# Exercise requirements
Please write each entry out again exactly as shown.

····················

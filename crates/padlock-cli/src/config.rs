//! Emulator configuration file.
//!
//! ```toml
//! [link]
//! listen_addr = "127.0.0.1:4100"
//!
//! [timing]
//! scan_period_ms = 10
//! auto_close_ticks = 500
//!
//! [storage]
//! database_path = "padlock.db"
//! ```
//!
//! Every section and key is optional.

use crate::link::LinkConfig;
use anyhow::{Context, Result};
use padlock_firmware::PadlockConfig;
use serde::Deserialize;
use std::path::Path;

#[derive(Debug, Clone, Default, PartialEq, Eq, Deserialize)]
#[serde(default)]
pub struct EmulatorConfig {
    pub link: LinkConfig,
    #[serde(flatten)]
    pub padlock: PadlockConfig,
}

impl EmulatorConfig {
    /// Load and validate `path`, or the defaults when `path` is `None`.
    ///
    /// # Errors
    ///
    /// Returns an error if the file cannot be read, parsed or validated.
    pub fn load(path: Option<&Path>) -> Result<Self> {
        let config = match path {
            Some(path) => {
                let text = std::fs::read_to_string(path)
                    .with_context(|| format!("failed to read {}", path.display()))?;
                Self::parse(&text).with_context(|| format!("invalid config {}", path.display()))?
            }
            None => Self::default(),
        };
        config.padlock.validate()?;
        Ok(config)
    }

    /// # Errors
    ///
    /// Returns the TOML parse error.
    pub fn parse(text: &str) -> Result<Self> {
        Ok(toml::from_str(text)?)
    }
}
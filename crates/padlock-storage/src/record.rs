#![allow(async_fn_in_trait)]

use crate::connection::Database;
use crate::error::{StoreError, StoreResult};
use sqlx::SqlitePool;
use std::collections::HashMap;
use std::sync::atomic::{AtomicBool, AtomicUsize, Ordering};
use std::sync::{Arc, Mutex, MutexGuard, PoisonError};

/// Identifier of a persisted record.
pub type RecordId = u16;

/// Durable key-value store of small device records.
///
/// A write replaces the whole record atomically: after it returns, a reader
/// sees either the complete old value or the complete new value.
///
/// # Implementation Note
///
/// This trait uses native async trait methods (Edition 2024 feature).
pub trait RecordStore: Send + Sync {
    /// Read a record, `None` when it was never written.
    async fn read(&self, id: RecordId) -> StoreResult<Option<Vec<u8>>>;

    /// Replace a record.
    async fn write(&self, id: RecordId, value: &[u8]) -> StoreResult<()>;
}

/// SQLite implementation of RecordStore
#[derive(Debug, Clone)]
pub struct SqliteRecordStore {
    pool: SqlitePool,
}

impl SqliteRecordStore {
    /// Create a new SQLite record store
    pub fn new(pool: SqlitePool) -> Self {
        Self { pool }
    }

    pub fn from_database(db: &Database) -> Self {
        Self::new(db.pool().clone())
    }
}

impl RecordStore for SqliteRecordStore {
    async fn read(&self, id: RecordId) -> StoreResult<Option<Vec<u8>>> {
        let row: Option<(Vec<u8>,)> = sqlx::query_as("SELECT value FROM records WHERE id = ?")
            .bind(i64::from(id))
            .fetch_optional(&self.pool)
            .await?;

        Ok(row.map(|(value,)| value))
    }

    async fn write(&self, id: RecordId, value: &[u8]) -> StoreResult<()> {
        // Single statement: SQLite applies it atomically.
        sqlx::query(
            r#"
            INSERT INTO records (id, value)
            VALUES (?, ?)
            ON CONFLICT(id) DO UPDATE SET
                value = excluded.value,
                updated_at = strftime('%Y-%m-%dT%H:%M:%fZ', 'now')
            "#,
        )
        .bind(i64::from(id))
        .bind(value)
        .execute(&self.pool)
        .await?;

        Ok(())
    }
}

#[derive(Debug, Default)]
struct MemoryState {
    records: Mutex<HashMap<RecordId, Vec<u8>>>,
    fail_writes: AtomicBool,
    writes: AtomicUsize,
}

/// In-memory RecordStore for tests and volatile deployments.
///
/// Clones share the same records, so a test can keep one clone to inspect
/// what the firmware wrote.
#[derive(Debug, Clone, Default)]
pub struct MemoryRecordStore {
    state: Arc<MemoryState>,
}

impl MemoryRecordStore {
    pub fn new() -> Self {
        Self::default()
    }

    /// Seed a record without counting it as a write.
    pub fn with_record(self, id: RecordId, value: &[u8]) -> Self {
        self.records().insert(id, value.to_vec());
        self
    }

    /// Snapshot of a record.
    pub fn get(&self, id: RecordId) -> Option<Vec<u8>> {
        self.records().get(&id).cloned()
    }

    /// Reject every write until cleared.
    pub fn fail_writes(&self, fail: bool) {
        self.state.fail_writes.store(fail, Ordering::SeqCst);
    }

    /// Number of successful writes.
    pub fn write_count(&self) -> usize {
        self.state.writes.load(Ordering::SeqCst)
    }

    fn records(&self) -> MutexGuard<'_, HashMap<RecordId, Vec<u8>>> {
        self.state
            .records
            .lock()
            .unwrap_or_else(PoisonError::into_inner)
    }
}

impl RecordStore for MemoryRecordStore {
    async fn read(&self, id: RecordId) -> StoreResult<Option<Vec<u8>>> {
        Ok(self.get(id))
    }

    async fn write(&self, id: RecordId, value: &[u8]) -> StoreResult<()> {
        if self.state.fail_writes.load(Ordering::SeqCst) {
            return Err(StoreError::write_rejected(id, "writes disabled"));
        }
        self.records().insert(id, value.to_vec());
        self.state.writes.fetch_add(1, Ordering::SeqCst);
        Ok(())
    }
}

#[cfg(test)]
mod tests {
    use super::*;

    #[tokio::test]
    async fn test_memory_store_read_write() {
        let store = MemoryRecordStore::new();
        assert_eq!(store.read(1).await.unwrap(), None);

        store.write(1, &[1, 2, 3]).await.unwrap();
        assert_eq!(store.read(1).await.unwrap(), Some(vec![1, 2, 3]));
        assert_eq!(store.write_count(), 1);
    }

    #[tokio::test]
    async fn test_memory_store_rejects_writes_when_failing() {
        let store = MemoryRecordStore::new().with_record(2, &[0]);
        store.fail_writes(true);

        let err = store.write(2, &[1]).await.unwrap_err();
        assert!(matches!(err, StoreError::WriteRejected { record_id: 2, .. }));
        assert_eq!(store.get(2), Some(vec![0]));
        assert_eq!(store.write_count(), 0);
    }

    #[tokio::test]
    async fn test_memory_store_clones_share_records() {
        let store = MemoryRecordStore::new();
        let observer = store.clone();

        store.write(7, &[0xAB]).await.unwrap();
        assert_eq!(observer.get(7), Some(vec![0xAB]));
    }

    #[tokio::test]
    async fn test_sqlite_store_upsert() {
        let db = Database::in_memory().await.unwrap();
        let store = SqliteRecordStore::from_database(&db);

        assert_eq!(store.read(1).await.unwrap(), None);

        store.write(1, &[1, 2, 3, 4, 1, 2]).await.unwrap();
        store.write(1, &[6, 5, 4, 3, 2, 1]).await.unwrap();

        assert_eq!(store.read(1).await.unwrap(), Some(vec![6, 5, 4, 3, 2, 1]));

        let (rows,): (i64,) = sqlx::query_as("SELECT COUNT(*) FROM records")
            .fetch_one(db.pool())
            .await
            .unwrap();
        assert_eq!(rows, 1);
    }
}
//! Shared vocabulary for the padlock firmware workspace.
//!
//! Everything the other crates exchange lives here: the access key and its
//! symbols, keypad buttons, the raw input sample read from the board, the
//! packed device status word, and the four status indicators. Protocol and
//! board constants live in [`constants`].

pub mod constants;
pub mod error;
pub mod types;

pub use error::{Error, Result};
pub use types::*;

/// Version info
pub const VERSION: &str = env!("CARGO_PKG_VERSION");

····················

# Answer to this problem
filename crates/padlock-cli/src/config.rs
//! Emulator configuration file.
//!
//! ```toml
//! [link]
//! listen_addr = "127.0.0.1:4100"
//!
//! [timing]
//! scan_period_ms = 10
//! auto_close_ticks = 500
//!
//! [storage]
//! database_path = "padlock.db"
//! ```
//!
//! Every section and key is optional.

use crate::link::LinkConfig;
use anyhow::{Context, Result};
use padlock_firmware::PadlockConfig;
use serde::Deserialize;
use std::path::Path;

#[derive(Debug, Clone, Default, PartialEq, Eq, Deserialize)]
#[serde(default)]
pub struct EmulatorConfig {
    pub link: LinkConfig,
    #[serde(flatten)]
    pub padlock: PadlockConfig,
}

impl EmulatorConfig {
    /// Load and validate `path`, or the defaults when `path` is `None`.
    ///
    /// # Errors
    ///
    /// Returns an error if the file cannot be read, parsed or validated.
    pub fn load(path: Option<&Path>) -> Result<Self> {
        let config = match path {
            Some(path) => {
                let text = std::fs::read_to_string(path)
                    .with_context(|| format!("failed to read {}", path.display()))?;
                Self::parse(&text).with_context(|| format!("invalid config {}", path.display()))?
            }
            None => Self::default(),
        };
        config.padlock.validate()?;
        Ok(config)
    }

    /// # Errors
    ///
    /// Returns the TOML parse error.
    pub fn parse(text: &str) -> Result<Self> {
        Ok(toml::from_str(text)?)
    }
}
filename crates/padlock-storage/src/record.rs
#![allow(async_fn_in_trait)]

use crate::connection::Database;
use crate::error::{StoreError, StoreResult};
use sqlx::SqlitePool;
use std::collections::HashMap;
use std::sync::atomic::{AtomicBool, AtomicUsize, Ordering};
use std::sync::{Arc, Mutex, MutexGuard, PoisonError};

/// Identifier of a persisted record.
pub type RecordId = u16;

/// Durable key-value store of small device records.
///
/// A write replaces the whole record atomically: after it returns, a reader
/// sees either the complete old value or the complete new value.
///
/// # Implementation Note
///
/// This trait uses native async trait methods (Edition 2024 feature).
pub trait RecordStore: Send + Sync {
    /// Read a record, `None` when it was never written.
    async fn read(&self, id: RecordId) -> StoreResult<Option<Vec<u8>>>;

    /// Replace a record.
    async fn write(&self, id: RecordId, value: &[u8]) -> StoreResult<()>;
}

/// SQLite implementation of RecordStore
#[derive(Debug, Clone)]
pub struct SqliteRecordStore {
    pool: SqlitePool,
}

impl SqliteRecordStore {
    /// Create a new SQLite record store
    pub fn new(pool: SqlitePool) -> Self {
        Self { pool }
    }

    pub fn from_database(db: &Database) -> Self {
        Self::new(db.pool().clone())
    }
}

impl RecordStore for SqliteRecordStore {
    async fn read(&self, id: RecordId) -> StoreResult<Option<Vec<u8>>> {
        let row: Option<(Vec<u8>,)> = sqlx::query_as("SELECT value FROM records WHERE id = ?")
            .bind(i64::from(id))
            .fetch_optional(&self.pool)
            .await?;

        Ok(row.map(|(value,)| value))
    }

    async fn write(&self, id: RecordId, value: &[u8]) -> StoreResult<()> {
        // Single statement: SQLite applies it atomically.
        sqlx::query(
            r#"
            INSERT INTO records (id, value)
            VALUES (?, ?)
            ON CONFLICT(id) DO UPDATE SET
                value = excluded.value,
                updated_at = strftime('%Y-%m-%dT%H:%M:%fZ', 'now')
            "#,
        )
        .bind(i64::from(id))
        .bind(value)
        .execute(&self.pool)
        .await?;

        Ok(())
    }
}

#[derive(Debug, Default)]
struct MemoryState {
    records: Mutex<HashMap<RecordId, Vec<u8>>>,
    fail_writes: AtomicBool,
    writes: AtomicUsize,
}

/// In-memory RecordStore for tests and volatile deployments.
///
/// Clones share the same records, so a test can keep one clone to inspect
/// what the firmware wrote.
#[derive(Debug, Clone, Default)]
pub struct MemoryRecordStore {
    state: Arc<MemoryState>,
}

impl MemoryRecordStore {
    pub fn new() -> Self {
        Self::default()
    }

    /// Seed a record without counting it as a write.
    pub fn with_record(self, id: RecordId, value: &[u8]) -> Self {
        self.records().insert(id, value.to_vec());
        self
    }

    /// Snapshot of a record.
    pub fn get(&self, id: RecordId) -> Option<Vec<u8>> {
        self.records().get(&id).cloned()
    }

    /// Reject every write until cleared.
    pub fn fail_writes(&self, fail: bool) {
        self.state.fail_writes.store(fail, Ordering::SeqCst);
    }

    /// Number of successful writes.
    pub fn write_count(&self) -> usize {
        self.state.writes.load(Ordering::SeqCst)
    }

    fn records(&self) -> MutexGuard<'_, HashMap<RecordId, Vec<u8>>> {
        self.state
            .records
            .lock()
            .unwrap_or_else(PoisonError::into_inner)
    }
}

impl RecordStore for MemoryRecordStore {
    async fn read(&self, id: RecordId) -> StoreResult<Option<Vec<u8>>> {
        Ok(self.get(id))
    }

    async fn write(&self, id: RecordId, value: &[u8]) -> StoreResult<()> {
        if self.state.fail_writes.load(Ordering::SeqCst) {
            return Err(StoreError::write_rejected(id, "writes disabled"));
        }
        self.records().insert(id, value.to_vec());
        self.state.writes.fetch_add(1, Ordering::SeqCst);
        Ok(())
    }
}

#[cfg(test)]
mod tests {
    use super::*;

    #[tokio::test]
    async fn test_memory_store_read_write() {
        let store = MemoryRecordStore::new();
        assert_eq!(store.read(1).await.unwrap(), None);

        store.write(1, &[1, 2, 3]).await.unwrap();
        assert_eq!(store.read(1).await.unwrap(), Some(vec![1, 2, 3]));
        assert_eq!(store.write_count(), 1);
    }

    #[tokio::test]
    async fn test_memory_store_rejects_writes_when_failing() {
        let store = MemoryRecordStore::new().with_record(2, &[0]);
        store.fail_writes(true);

        let err = store.write(2, &[1]).await.unwrap_err();
        assert!(matches!(err, StoreError::WriteRejected { record_id: 2, .. }));
        assert_eq!(store.get(2), Some(vec![0]));
        assert_eq!(store.write_count(), 0);
    }

    #[tokio::test]
    async fn test_memory_store_clones_share_records() {
        let store = MemoryRecordStore::new();
        let observer = store.clone();

        store.write(7, &[0xAB]).await.unwrap();
        assert_eq!(observer.get(7), Some(vec![0xAB]));
    }

    #[tokio::test]
    async fn test_sqlite_store_upsert() {
        let db = Database::in_memory().await.unwrap();
        let store = SqliteRecordStore::from_database(&db);

        assert_eq!(store.read(1).await.unwrap(), None);

        store.write(1, &[1, 2, 3, 4, 1, 2]).await.unwrap();
        store.write(1, &[6, 5, 4, 3, 2, 1]).await.unwrap();

        assert_eq!(store.read(1).await.unwrap(), Some(vec![6, 5, 4, 3, 2, 1]));

        let (rows,): (i64,) = sqlx::query_as("SELECT COUNT(*) FROM records")
            .fetch_one(db.pool())
            .await
            .unwrap();
        assert_eq!(rows, 1);
    }
}
//! Shared vocabulary for the padlock firmware workspace.
//!
//! Everything the other crates exchange lives here: the access key and its
//! symbols, keypad buttons, the raw input sample read from the board, the
//! packed device status word, and the four status indicators. Protocol and
//! board constants live in [`constants`].

pub mod constants;
pub mod error;
pub mod types;

pub use error::{Error, Result};
pub use types::*;

/// Version info
pub const VERSION: &str = env!("CARGO_PKG_VERSION");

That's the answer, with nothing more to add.